U.S. Ministry Readies for ‘Marathon’ of Aid to Ukrainians

Slavic Gospel Association helps refugees in body, mind & spirit

LOVES PARK, IL — Ukrainian refugees lodging at evangelical churches across Eastern Europe are reporting atrocities scarring psyches, crucial needs for water and food, and desperate attempts to escape the war zone by car and foot.

Ukrainian refugees lodging at evangelical churches across Eastern Europe have crucial needs for water & food, attempts to escape the war zone
This Slavic Gospel Association-supported church in Rivne, Ukraine, has welcomed scores of refugees from war. SGA leaders find migrants often need crisis counseling as well as food and fuel. One family reached the Rivne church after surviving 19 days in a cellar stuffed with 90 people, who had to melt snow and drain radiators for drinking water.

Julia reached a seminary that Slavic Gospel Association aids in Warsaw, Poland, only after a harrowing escape from the Ukrainian city of Irpen. The young adult said the military onslaught there has led to local women being raped, homes ransacked for food and large sections of town leveled.

“It’s very, very difficult. …It’s hard. For me, my heart, it’s pain every day,” she said, distraught at the memories.

A mother and her two children at an SGA-supported church in Rivne, Ukraine, reported having to melt snow and drain radiators to quench their thirst during nearly three weeks in a group of 90 in a pharmacy’s basement in bombarded Mariupol. A 19-year-old man would leave the basement and brave gunfire for two hours each day in search for water.

The United Nations High Commissioner for Refugees said that of close to 5 million Ukrainians who have fled their country – nearly half of them children – slightly over 50 percent are in Poland, 10 percent in Russia, and just under 1 percent in Belarus. SGA is giving them humanitarian aid through local congregations in 22 cities across those nations, with those in Belarus joining relief efforts starting this month.

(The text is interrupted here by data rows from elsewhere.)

//! Error types with actionable diagnostics (Andon principle).
//!
//! Every CLI error says what went wrong and what to try next.

use std::path::PathBuf;
use thiserror::Error;

/// Result type alias for CLI operations.
pub type Result<T> = std::result::Result<T, CliError>;

/// Errors surfaced by the `distill-select` binary.
#[derive(Error, Debug)]
pub enum CliError {
    /// Configuration file not found at expected path.
    #[error("Configuration file not found: {path}\n  → Create it or pass --config <path>")]
    ConfigNotFound { path: PathBuf },

    /// Configuration file has invalid syntax.
    #[error("Invalid configuration syntax in {path}:\n  {message}\n  → Check the YAML there")]
    ConfigParsing { path: PathBuf, message: String },

    /// Configuration value is invalid.
    #[error("Invalid configuration value for '{field}': {message}\n  → {suggestion}")]
    ConfigValue {
        field: String,
        message: String,
        suggestion: String,
    },

    /// IO error with context.
    #[error("IO error: {context}\n  Cause: {source}")]
    Io {
        context: String,
        #[source]
        source: std::io::Error,
    },

    /// Serialization error.
    #[error("Serialization error: {message}")]
    Serialization { message: String },

    /// Teacher selection failed.
    #[error("Teacher selection failed: {source}\n  → {}", selection_hint(.source))]
    Selection {
        #[from]
        source: distill_select::Error,
    },
}

fn selection_hint(err: &distill_select::Error) -> &'static str {
    use distill_select::Error as E;
    match err {
        E::NoCandidates { collected: 0, .. } => {
            "Increase selection.epochs to at least selection.save_interval"
        }
        E::NoCandidates { .. } => {
            "Every snapshot was degenerate; smooth the distributions or raise the temperature"
        }
        E::EmptyInput(_) => "Use at least 10 samples so the evaluation subset is non-empty",
        E::NumericDegenerate(_) => {
            "Set selection.on_degenerate: disqualify to skip degenerate snapshots"
        }
        E::ShapeMismatch { .. } | E::InvalidProbabilities(_) | E::InvalidParameter(_) => {
            "Check dataset and model dimensions in the configuration"
        }
    }
}

impl CliError {
    /// Create an IO error with context.
    pub fn io(context: impl Into<String>, source: std::io::Error) -> Self {
        Self::Io {
            context: context.into(),
            source,
        }
    }

    /// Check if this error is user-recoverable.
    pub fn is_user_error(&self) -> bool {
        match self {
            Self::ConfigNotFound { .. } | Self::ConfigParsing { .. } => true,
            Self::ConfigValue { .. } => true,
            Self::Selection { source } => {
                let no_candidates = matches!(source, distill_select::Error::NoCandidates { .. });
                source.is_invalid_input() || no_candidates
            }
            Self::Io { .. } | Self::Serialization { .. } => false,
        }
    }

    /// Get the error code for structured output.
    pub fn code(&self) -> &'static str {
        match self {
            Self::ConfigNotFound { .. } => "E001",
            Self::ConfigParsing { .. } => "E002",
            Self::ConfigValue { .. } => "E003",
            Self::Io { .. } => "E050",
            Self::Serialization { .. } => "E051",
            Self::Selection { .. } => "E100",
        }
    }
}
//! Student training against a fixed teacher

use super::loss::{DistillationLoss, LossBreakdown};
use super::model::{labels, Blend, Classifier, Sample};
use super::observer::{SelectionObserver, StudentEvent};
use crate::error::Result;

/// How a student is updated once its losses against a teacher are known.
///
/// Real training would run an optimizer here; the shipped [`BlendPolicy`]
/// is a scalar stand-in.
pub trait StudentUpdatePolicy<M> {
    fn update(&mut self, student: M, teacher: &M, losses: &LossBreakdown) -> Result<M>;
}

/// `student + teacher * (1 - total_loss)`
#[derive(Debug, Clone, Copy, Default)]
pub struct BlendPolicy;

impl<M: Blend> StudentUpdatePolicy<M> for BlendPolicy {
    fn update(&mut self, student: M, teacher: &M, losses: &LossBreakdown) -> Result<M> {
        student.blend(teacher, 1.0 - losses.total)
    }
}

/// Result of one student training call
#[derive(Debug, Clone)]
pub struct StudentOutcome<M> {
    pub student: M,
    /// Losses measured before the update
    pub losses: LossBreakdown,
}

/// Trains students from teacher soft targets plus ground truth labels.
#[derive(Debug, Clone)]
pub struct Distiller<P> {
    loss: DistillationLoss,
    policy: P,
}

impl Distiller<BlendPolicy> {
    /// Distiller using the scalar blend update.
    pub fn blend(temperature: f32, alpha: f32) -> Result<Self> {
        let loss = DistillationLoss::new(temperature, alpha)?;
        Ok(Self::new(loss, BlendPolicy))
    }
}

impl<P> Distiller<P> {
    pub fn new(loss: DistillationLoss, policy: P) -> Self {
        Self { loss, policy }
    }

    /// Train `student` against `teacher` on `samples`.
    ///
    /// Both models predict at the distillation temperature; the losses are
    /// reported to `observer` as stage `stage` before the update policy runs.
    pub fn train_student<M>(
        &mut self,
        student: M,
        teacher: &M,
        samples: &[Sample],
        stage: usize,
        observer: &mut dyn SelectionObserver,
    ) -> Result<StudentOutcome<M>>
    where
        M: Classifier,
        P: StudentUpdatePolicy<M>,
    {
        let temperature = self.loss.temperature;
        let teacher_probs = teacher.predict(samples, temperature)?;
        let student_probs = student.predict(samples, temperature)?;

        let truth = labels(samples);
        let losses = self.loss.evaluate(&teacher_probs, &student_probs, &truth)?;

        observer.on_student_trained(&StudentEvent {
            stage,
            distillation_loss: losses.distillation,
            hard_loss: losses.hard,
            total_loss: losses.total,
        });

        let student = self.policy.update(student, teacher, &losses)?;
        Ok(StudentOutcome { student, losses })
    }
}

Refugees Fill Churches, Homes

Lay Pastor Maksym Sliazin has many fellow Ukrainians as well as a group from Belarus at his church plant, Fourth Baptist in Gdansk, Poland. Attendance before the war was 70-80 on a typical Sunday, but the refugee influx has tripled that. He said most people in the congregation are housing refugees in their homes – up to three families in one small apartment – while 10 people’s beds and belongings fill each of the church’s Sunday school rooms.

Sliazin explained,

“We have many women with kids, and probably, if the war won’t stop, in six months or in one year we could have many widows who will have no place to return. So, in my opinion, what we are going to do in our strategy has to be not a sprint but a marathon.”

Eric Mock, SGA’s vice president of ministry operations, said Ukrainians abroad face some major hurdles, including language barriers and a lack of work for females. Knowing those challenges, the ministry is planning to train more church workers in the region, devote additional funds for ministry to children, and expand classes in biblical crisis counseling.

“Pastors like Maksym are not only caring for their congregations. Now, all of a sudden, there are hundreds of people that not only have to be ministered to, they need documentation, their lives need to be sorted out. What I’m seeing is heroism. I’m seeing people pouring out their lives.”

Next Steps

Back in Ukraine, the U.N. estimates 7 million are displaced within their own country and more than 15 million need aid. That compounds the longtime humanitarian crisis resulting from the 2014 war with Russian-backed separatists that left scores in eastern Ukraine without running water or adequate shelter.

Michael Johnson, SGA president said,

“I view that as a microcosm of what is going to happen after the conflict settles down in Ukraine. What we experienced in eastern Ukraine is really going to prevail throughout the entire country. So for us, as we look down the road, beyond the conflict, we’re going to see many, many opportunities to minister to people who have lost everything.”

Slavic Gospel Association differs from most foreign organizations providing relief to Ukrainians because instead of sending large aid shipments, it supplies funds directly to pastors, who buy groceries, tanks of gas and other items for those in need. Founded in 1934, SGA has seen the region’s governments go from persecuting its workers to welcoming them in humanitarian crises by both preaching and demonstrating the Gospel.

Johnson explained,

“Many people have left Ukraine to avoid the shelling and the fighting, but we’re also finding many, many pastors and leaders in churches have stayed behind because they feel called to minister to the people in those areas. Obviously, they’re exposed, they’re at risk, they pray for God’s protection, but they also pray for opportunities to minister to their people in their regions.”


About Slavic Gospel Association

Founded in 1934, Slavic Gospel Association (SGA, www.sga.org) helps “forgotten” orphans, widows and families in Russia, the former Soviet countries of Eastern Europe and Central Asia, and Russian-speaking immigrants in Israel, caring for their physical needs and sharing the life-transforming Gospel of Jesus Christ. SGA supports an extensive grassroots network of local evangelical missionary pastors and churches in cities and rural villages across this vast region.